What is a life worth?
More than two decades ago when my kids were young, the answer to that question hit me. Here’s a little background:
I have never given birth to a child. My son and daughter came to me three days after my husband and I got married. Akira had just turned 9. Victor was 3. Within the first few weeks of my being a mom, among other things, I was taking them to the doctor, just like any new mother who was worried that something wasn’t right. Even though my kids were not newborns, they were to me.
One afternoon we were walking down the street in front of our house and Victor let go of my hand and ran out into the street. I didn’t take any time to think about anything other than Victor was going to get hit by a car. I didn’t look both ways; I simply ran out into the street after him. There was a car coming, but I was able to grab him out of its path.

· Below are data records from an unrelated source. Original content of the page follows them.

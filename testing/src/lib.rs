//! # GreedTicket Testing
//!
//! Testing utilities for reducers that depend on time.
//!
//! This crate provides:
//! - Deterministic clocks ([`FixedClock`], [`ManualClock`])
//! - A Given-When-Then harness for reducers ([`ReducerTest`])
//! - Effect assertion helpers
//!
//! ## Example
//!
//! ```
//! use greed_ticket_core::environment::Clock;
//! use greed_ticket_testing::{ManualClock, test_clock};
//! use chrono::Duration;
//!
//! let clock = ManualClock::new(test_clock().now());
//! let start = clock.now();
//! clock.advance(Duration::minutes(30));
//! assert_eq!(clock.now() - start, Duration::minutes(30));
//! ```

use chrono::{DateTime, Utc};
use greed_ticket_core::environment::Clock;


/// Mock implementations of Environment traits
pub mod mocks {
    use super::{Clock, DateTime, Utc};
    use std::sync::{Mutex, PoisonError};

    /// Fixed clock for deterministic tests
    ///
    /// Always returns the same time, making tests reproducible.
    ///
    /// # Example
    ///
    /// ```
    /// use greed_ticket_testing::mocks::FixedClock;
    /// use greed_ticket_core::environment::Clock;
    /// use chrono::Utc;
    ///
    /// let clock = FixedClock::new(Utc::now());
    /// assert_eq!(clock.now(), clock.now());
    /// ```
    #[derive(Debug, Clone)]
    pub struct FixedClock {
        time: DateTime<Utc>,
    }

    impl FixedClock {
        /// Create a new fixed clock with the given time
        #[must_use]
        pub const fn new(time: DateTime<Utc>) -> Self {
            Self { time }
        }
    }

    impl Clock for FixedClock {
        fn now(&self) -> DateTime<Utc> {
            self.time
        }
    }

    /// Clock that only moves when the test moves it
    ///
    /// Share it behind an `Arc` between the environment under test and the
    /// test body, then call [`ManualClock::advance`] to travel forward.
    #[derive(Debug)]
    pub struct ManualClock {
        time: Mutex<DateTime<Utc>>,
    }

    impl ManualClock {
        /// Create a manual clock starting at `time`
        #[must_use]
        pub const fn new(time: DateTime<Utc>) -> Self {
            Self {
                time: Mutex::new(time),
            }
        }

        /// Move the clock by `delta` (negative values step backwards)
        pub fn advance(&self, delta: chrono::Duration) {
            let mut time = self.time.lock().unwrap_or_else(PoisonError::into_inner);
            *time += delta;
        }

        /// Jump to an absolute instant
        pub fn set(&self, time: DateTime<Utc>) {
            *self.time.lock().unwrap_or_else(PoisonError::into_inner) = time;
        }
    }

    impl Clock for ManualClock {
        fn now(&self) -> DateTime<Utc> {
            *self.time.lock().unwrap_or_else(PoisonError::into_inner)
        }
    }

    /// Create a default fixed clock for tests (2025-01-01 00:00:00 UTC)
    ///
    /// # Panics
    ///
    /// This function will panic if the hardcoded timestamp fails to parse,
    /// which should never happen in practice.
    #[must_use]
    #[allow(clippy::expect_used)]
    pub fn test_clock() -> FixedClock {
        FixedClock::new(
            DateTime::parse_from_rfc3339("2025-01-01T00:00:00Z")
                .expect("hardcoded timestamp should always parse")
                .with_timezone(&Utc),
        )
    }
}

/// Install a test-writer `tracing` subscriber once per process
///
/// Safe to call from every test; later calls are ignored.
pub fn init_test_tracing() {
    let _ = tracing_subscriber::fmt()
        .with_env_filter(
            tracing_subscriber::EnvFilter::try_from_default_env()
                .unwrap_or_else(|_| "warn".into()),
        )
        .with_test_writer()
        .try_init();
}

// Re-export commonly used items
pub use mocks::{FixedClock, ManualClock, test_clock};
pub use reducer_test::{ReducerTest, assertions};
//! Property tests over random sequences of lifecycle operations.

#![allow(clippy::unwrap_used)]

use chrono::Duration;
use greed_ticket::{
    IssueRequest, LifecycleStatus, LocationId, Purpose, StaticWallet, TicketConfig,
    TicketEnvironment, TicketLifecycleController, TicketStatus,
};
use greed_ticket_core::environment::Clock;
use greed_ticket_testing::{ManualClock, test_clock};
use proptest::prelude::*;
use std::collections::HashSet;
use std::sync::Arc;

#[derive(Clone, Debug)]
enum Op {
    Issue(i64),
    Regenerate,
    Invalidate,
    Tick(i64),
}

fn arb_op() -> impl Strategy<Value = Op> {
    prop_oneof![
        (-100i64..2000).prop_map(Op::Issue),
        Just(Op::Regenerate),
        Just(Op::Invalidate),
        (0i64..900).prop_map(Op::Tick),
    ]
}

fn controller() -> (TicketLifecycleController, Arc<ManualClock>) {
    let clock = Arc::new(ManualClock::new(test_clock().now()));
    let env = TicketEnvironment::new(
        clock.clone(),
        Arc::new(StaticWallet::new("user-42", 1000)),
        TicketConfig::default(),
    );
    (TicketLifecycleController::new(env), clock)
}

fn apply(controller: &mut TicketLifecycleController, clock: &ManualClock, op: &Op) {
    match op {
        Op::Issue(amount) => {
            let request = IssueRequest::new(Purpose::Merchandise, *amount, LocationId::new("c"));
            let _ = controller.issue(request);
        },
        Op::Regenerate => {
            let _ = controller.regenerate();
        },
        Op::Invalidate => {
            let _ = controller.invalidate();
        },
        Op::Tick(secs) => {
            clock.advance(Duration::seconds(*secs));
            controller.tick();
        },
    }
}

proptest! {
    #![proptest_config(ProptestConfig::with_cases(64))]

    /// At most one ticket is ever active, and retired tickets never return.
    #[test]
    fn prop_single_active_ticket(ops in prop::collection::vec(arb_op(), 1..60)) {
        let (mut controller, clock) = controller();
        let mut retired = HashSet::new();

        for op in &ops {
            apply(&mut controller, &clock, op);
            let state = controller.state();

            prop_assert!(state.active_count() <= 1);
            prop_assert!(state.history.iter().all(|r| r.status != TicketStatus::Active));

            retired.extend(state.history.iter().map(|r| r.ticket_id));
            if let Some(active) = state.active_ticket() {
                prop_assert!(!retired.contains(&active.ticket_id()));
            }
        }
    }

    /// While one ticket stays active, its remaining time never goes up.
    #[test]
    fn prop_remaining_is_monotonic(ops in prop::collection::vec(arb_op(), 1..60)) {
        let (mut controller, clock) = controller();
        let mut last = None;

        for op in &ops {
            apply(&mut controller, &clock, op);

            let active = controller.state().active_ticket().map(|t| t.ticket_id());
            let remaining = controller.remaining();
            if let (Some(id), Some((last_id, last_remaining))) = (active, last) {
                if id == last_id {
                    prop_assert!(remaining <= last_remaining);
                }
            }
            last = active.map(|id| (id, remaining));
        }
    }

    /// Expiry is observed by the first tick at or after `expires_at`.
    #[test]
    fn prop_expires_within_one_tick(step in 1i64..120) {
        let (mut controller, clock) = controller();
        let expires_at = controller
            .issue(IssueRequest::new(Purpose::CashPickup, 1, LocationId::new("c")))
            .unwrap()
            .expires_at();

        while clock.now() < expires_at {
            prop_assert_eq!(controller.status(), LifecycleStatus::Active);
            clock.advance(Duration::seconds(step));
            controller.tick();
        }

        prop_assert_eq!(controller.status(), LifecycleStatus::Expired);
        prop_assert_eq!(controller.remaining(), Duration::zero());
    }
}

At that moment, I knew that the lives of my kids were the most important thing in my life, even more important than my own life.
Our country has lost many lives since it became an independent nation, yet since April 20, 1999, at Columbine High School, we have been watching, minute by minute, violence and death play out at public places we once thought were safe havens.
For most of my life, I intensely recall gang shootings in Chicago where innocent victims became a statistic in neighborhood terrorism. Countless victims of domestic violence don’t appear in the news. They remain nameless data. Children and animals are savagely beaten and slaughtered by their parents, guardians and owners. Millions leave their homes fearing for their lives, seeking some corner of the world where they have a bit of security and a glimmer of hope.
All of this brutality is connected. It comes from hatred of a people different from what we know. It comes from loss of hope and no way out of day-to-day life. It comes from sickness left unnoticed and untreated. It comes from greed and egocentrism. It pays no attention to the worth of a human life.
Throughout human history, people have been brutal, mean, greedy and selfish. At the same time, people have been kind and caring. We haven’t changed over the centuries with wanting to care for our family.
Since the creation of the atomic bomb, we have created formidable weapons and effectively efficient ways of snuffing out human life. Because of these historically recent “advances,” individuals have profited financially. If “improved” and greater numbers of weapons of all kind bring profit, it looks like profit trumps life.
You can talk about the Second Amendment to the Constitution and self-protection and hunting and the government is coming for your weapons until Boulder City turns purple, but the bottom line is someone’s profit and highly effective use of that profit to spread a distorted message outmaneuvers the worth of human life.
I’m honestly sick and tired of people not talking about the value of human life. We don’t talk about solutions in an open and honest way. We’re killing the planet and profiteers want to deny, deny, deny. Let’s continue yelling and screaming at each other. Let’s continue repeating lies until they sound so good that many accept them as fact. Let’s sue everyone we can. Let’s continue to deny responsibility for our actions and blame the teachers, the government, politicians, certain religious groups, the immigrants, the unions, the media, the criminals, the drug addicts, alcoholics, the homeless and the do-gooders.
Let’s take responsibility and start at home. You cannot control everyone and every action around you, but you can be the master of your heart and mind to a significant degree.
Examine how you feel about the value of human life. Analyze both sides of an issue and everything in between. Turn off the TV and talk to your kids. Talk to people who hold beliefs that conflict with yours. Talk to those with whom you think you disagree.
Shout less. Listen often. Think more.